Problem description:
Search the data below for the string "TooManyNodes" and copy all lines where it shows up.

Task input:
-----

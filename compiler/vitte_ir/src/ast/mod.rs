//! Index-based AST tree.
//!
//! Nodes live in one flat vector owned by [`AstTree`] and refer to each other
//! through [`NodeIdx`]. A node has at most one owner: a parent node or the
//! tree's root list. Children are an ordered list on the parent, so the
//! sibling relation is position in that list.
//!
//! # Invariants
//!
//! - A node appears in exactly one child list (or the root list), or in none
//!   when detached.
//! - A node is never attached below its own descendant, so the parent relation
//!   is acyclic.
//! - Traversals ([`AstTree::count_nodes`], [`AstTree::free_tree`]) use an
//!   explicit work list and never recurse.

use std::fmt;

use smallvec::SmallVec;

use crate::arena::ArenaConfig;
use crate::ast_ids::{AstIds, IdError, NodeId, Symbol};
use crate::Span;

/// Position of a node in its [`AstTree`].
#[derive(Copy, Clone, Eq, PartialEq, Hash, PartialOrd, Ord)]
pub struct NodeIdx(u32);

impl NodeIdx {
    #[inline]
    pub const fn index(self) -> usize {
        self.0 as usize
    }
}

impl fmt::Debug for NodeIdx {
    fn fmt(&self, f: &mut fmt::Formatter<'_>) -> fmt::Result {
        write!(f, "NodeIdx({})", self.0)
    }
}

/// Coarse node classification.
#[derive(Copy, Clone, Eq, PartialEq, Hash, Debug)]
pub enum NodeKind {
    /// Top-level node for one source file.
    Module,
    /// Keyword block (`fn`, `program`, `when`, ...) closed by `.end`.
    Block,
    /// `set`/`say`/`do`/`ret` phrase, ended by a newline or `;`.
    Phrase,
    /// Bracketed group: `( ... )`, `[ ... ]` or `{ ... }`.
    Group,
    /// A single token kept as a leaf.
    Token,
}

/// Who owns a node.
#[derive(Copy, Clone, Eq, PartialEq, Debug)]
pub enum Owner {
    /// Not reachable from any root.
    Detached,
    /// Member of the tree's root list.
    Root,
    /// Child of the given node.
    Parent(NodeIdx),
}

/// Misuse of the tree API.
#[derive(Debug, Clone, PartialEq, Eq, thiserror::Error)]
pub enum TreeError {
    #[error("{0:?} does not belong to this tree")]
    Unknown(NodeIdx),
    #[error("{0:?} has been freed")]
    Freed(NodeIdx),
    #[error("{0:?} is already attached; detach it first")]
    AlreadyAttached(NodeIdx),
    #[error("{0:?} is detached and has no sibling list")]
    Detached(NodeIdx),
    #[error("attaching {child:?} below {parent:?} would create a cycle")]
    WouldCycle { parent: NodeIdx, child: NodeIdx },
    #[error("tree holds more than u32::MAX nodes")]
    TooManyNodes,
    #[error(transparent)]
    Id(#[from] IdError),
}

/// One node record.
#[derive(Clone, Debug)]
pub struct NodeData {
    id: NodeId,
    kind: NodeKind,
    span: Span,
    text: Option<Symbol>,
    aux_text: Option<Box<str>>,
    owner: Owner,
    children: SmallVec<[NodeIdx; 4]>,
    alive: bool,
}

impl NodeData {
    #[inline]
    pub fn id(&self) -> NodeId {
        self.id
    }

    #[inline]
    pub fn kind(&self) -> NodeKind {
        self.kind
    }

    #[inline]
    pub fn span(&self) -> Span {
        self.span
    }

    /// Interned primary text (identifier, literal, keyword).
    #[inline]
    pub fn text(&self) -> Option<Symbol> {
        self.text
    }

    /// Secondary text owned by the node itself.
    #[inline]
    pub fn aux_text(&self) -> Option<&str> {
        self.aux_text.as_deref()
    }

    #[inline]
    pub fn owner(&self) -> Owner {
        self.owner
    }

    #[inline]
    pub fn children(&self) -> &[NodeIdx] {
        &self.children
    }
}

/// AST storage for one compilation unit.
#[derive(Debug)]
pub struct AstTree {
    nodes: Vec<NodeData>,
    roots: Vec<NodeIdx>,
    ids: AstIds,
    live: usize,
}

impl Default for AstTree {
    fn default() -> Self {
        Self::new()
    }
}

impl AstTree {
    pub fn new() -> Self {
        Self::with_config(ArenaConfig::default())
    }

    /// Create a tree whose symbol storage uses `config`.
    pub fn with_config(config: ArenaConfig) -> Self {
        AstTree {
            nodes: Vec::new(),
            roots: Vec::new(),
            ids: AstIds::with_config(config),
            live: 0,
        }
    }

    /// Create a detached node with a fresh [`NodeId`].
    pub fn new_node(&mut self, kind: NodeKind, span: Span) -> Result<NodeIdx, TreeError> {
        let idx = NodeIdx(u32::try_from(self.nodes.len()).map_err(|_| TreeError::TooManyNodes)?);
        let id = self.ids.next_id()?;
        self.nodes.push(NodeData {
            id,
            kind,
            span,
            text: None,
            aux_text: None,
            owner: Owner::Detached,
            children: SmallVec::new(),
            alive: true,
        });
        self.live += 1;
        Ok(idx)
    }

    /// Node record, or `None` if unknown or freed.
    pub fn get(&self, idx: NodeIdx) -> Option<&NodeData> {
        self.nodes.get(idx.index()).filter(|n| n.alive)
    }

    /// Node record, or the reason it is unavailable.
    pub fn node(&self, idx: NodeIdx) -> Result<&NodeData, TreeError> {
        match self.nodes.get(idx.index()) {
            Some(node) if node.alive => Ok(node),
            Some(_) => Err(TreeError::Freed(idx)),
            None => Err(TreeError::Unknown(idx)),
        }
    }

    fn node_mut(&mut self, idx: NodeIdx) -> Result<&mut NodeData, TreeError> {
        match self.nodes.get_mut(idx.index()) {
            Some(node) if node.alive => Ok(node),
            Some(_) => Err(TreeError::Freed(idx)),
            None => Err(TreeError::Unknown(idx)),
        }
    }

    /// Set the node's primary text, interning it in the unit's symbol table.
    pub fn set_text(&mut self, idx: NodeIdx, text: &str) -> Result<Symbol, TreeError> {
        self.node(idx)?;
        let symbol = self.ids.intern_symbol(text)?;
        self.node_mut(idx)?.text = Some(symbol);
        Ok(symbol)
    }

    /// Set the node's owned secondary text.
    pub fn set_aux_text(&mut self, idx: NodeIdx, text: impl Into<Box<str>>) -> Result<(), TreeError> {
        self.node_mut(idx)?.aux_text = Some(text.into());
        Ok(())
    }

    /// Resolved primary text of a node.
    pub fn text(&self, idx: NodeIdx) -> Option<&str> {
        let symbol = self.get(idx)?.text?;
        self.ids.symbol_text(symbol)
    }

    pub fn set_span(&mut self, idx: NodeIdx, span: Span) -> Result<(), TreeError> {
        self.node_mut(idx)?.span = span;
        Ok(())
    }

    /// Make a detached node a top-level root.
    pub fn push_root(&mut self, idx: NodeIdx) -> Result<(), TreeError> {
        let node = self.node_mut(idx)?;
        if node.owner != Owner::Detached {
            return Err(TreeError::AlreadyAttached(idx));
        }
        node.owner = Owner::Root;
        self.roots.push(idx);
        Ok(())
    }

    /// Top-level nodes in insertion order.
    pub fn roots(&self) -> &[NodeIdx] {
        &self.roots
    }

    /// Append `child` as the last child of `parent`.
    ///
    /// `child` must be detached, and `parent` must not lie inside `child`'s
    /// subtree.
    pub fn append_child(&mut self, parent: NodeIdx, child: NodeIdx) -> Result<(), TreeError> {
        self.node(parent)?;
        let child_node = self.node(child)?;
        if child_node.owner != Owner::Detached {
            return Err(TreeError::AlreadyAttached(child));
        }
        // A leaf can only be its own ancestor, so only walk up for subtrees.
        if child == parent || (!child_node.children.is_empty() && self.is_ancestor(child, parent)) {
            return Err(TreeError::WouldCycle { parent, child });
        }

        self.node_mut(child)?.owner = Owner::Parent(parent);
        self.node_mut(parent)?.children.push(child);
        Ok(())
    }

    /// Append `sib` after the last sibling of `node`.
    ///
    /// The sibling list is the child list of `node`'s parent, or the root list
    /// when `node` is a root.
    pub fn append_sibling(&mut self, node: NodeIdx, sib: NodeIdx) -> Result<(), TreeError> {
        match self.node(node)?.owner {
            Owner::Parent(parent) => self.append_child(parent, sib),
            Owner::Root => self.push_root(sib),
            Owner::Detached => Err(TreeError::Detached(node)),
        }
    }

    /// Remove `idx` from its parent's child list (or the root list).
    ///
    /// The node keeps its own subtree.
    pub fn detach(&mut self, idx: NodeIdx) -> Result<(), TreeError> {
        let owner = self.node(idx)?.owner;
        match owner {
            Owner::Detached => return Ok(()),
            Owner::Root => self.roots.retain(|&r| r != idx),
            Owner::Parent(parent) => self.node_mut(parent)?.children.retain(|c| *c != idx),
        }
        self.node_mut(idx)?.owner = Owner::Detached;
        Ok(())
    }

    /// Number of direct children.
    pub fn child_count(&self, idx: NodeIdx) -> Result<usize, TreeError> {
        Ok(self.node(idx)?.children.len())
    }

    /// Sibling following `idx` in its owner's list.
    pub fn next_sibling(&self, idx: NodeIdx) -> Option<NodeIdx> {
        let list = match self.get(idx)?.owner {
            Owner::Parent(parent) => self.get(parent)?.children.as_slice(),
            Owner::Root => self.roots.as_slice(),
            Owner::Detached => return None,
        };
        let position = list.iter().position(|&n| n == idx)?;
        list.get(position + 1).copied()
    }

    /// Number of live nodes in the subtree rooted at `idx`, including `idx`.
    pub fn count_nodes(&self, idx: NodeIdx) -> Result<usize, TreeError> {
        self.node(idx)?;
        let mut count = 0;
        let mut stack = vec![idx];
        while let Some(current) = stack.pop() {
            let Some(node) = self.get(current) else {
                continue;
            };
            count += 1;
            stack.extend(node.children.iter().copied());
        }
        Ok(count)
    }

    /// Total live nodes across all roots.
    pub fn count_all(&self) -> usize {
        self.roots
            .iter()
            .map(|&r| self.count_nodes(r).unwrap_or(0))
            .sum()
    }

    /// Number of nodes created and not yet freed (attached or not).
    pub fn live_count(&self) -> usize {
        self.live
    }

    /// Detach `idx` and release it with its whole subtree.
    ///
    /// Returns how many nodes were released. Freed indices are never reused;
    /// later access reports [`TreeError::Freed`].
    pub fn free_tree(&mut self, idx: NodeIdx) -> Result<usize, TreeError> {
        self.detach(idx)?;
        let mut released = 0;
        let mut stack = vec![idx];
        while let Some(current) = stack.pop() {
            let Some(node) = self.nodes.get_mut(current.index()) else {
                continue;
            };
            if !node.alive {
                continue;
            }
            node.alive = false;
            node.owner = Owner::Detached;
            node.text = None;
            node.aux_text = None;
            stack.extend(node.children.drain(..));
            released += 1;
        }
        self.live -= released;
        Ok(released)
    }

    /// Drop every node and restart node ids. Interned symbols are kept.
    pub fn clear(&mut self) {
        self.nodes.clear();
        self.roots.clear();
        self.live = 0;
        self.ids.reset();
    }

    /// The unit's identity allocator.
    pub fn ids(&self) -> &AstIds {
        &self.ids
    }

    fn is_ancestor(&self, ancestor: NodeIdx, mut idx: NodeIdx) -> bool {
        loop {
            if idx == ancestor {
                return true;
            }
            match self.get(idx).map(NodeData::owner) {
                Some(Owner::Parent(parent)) => idx = parent,
                _ => return false,
            }
        }
    }
}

-----

Solution for this problem:
    TooManyNodes,
        let idx = NodeIdx(u32::try_from(self.nodes.len()).map_err(|_| TreeError::TooManyNodes)?);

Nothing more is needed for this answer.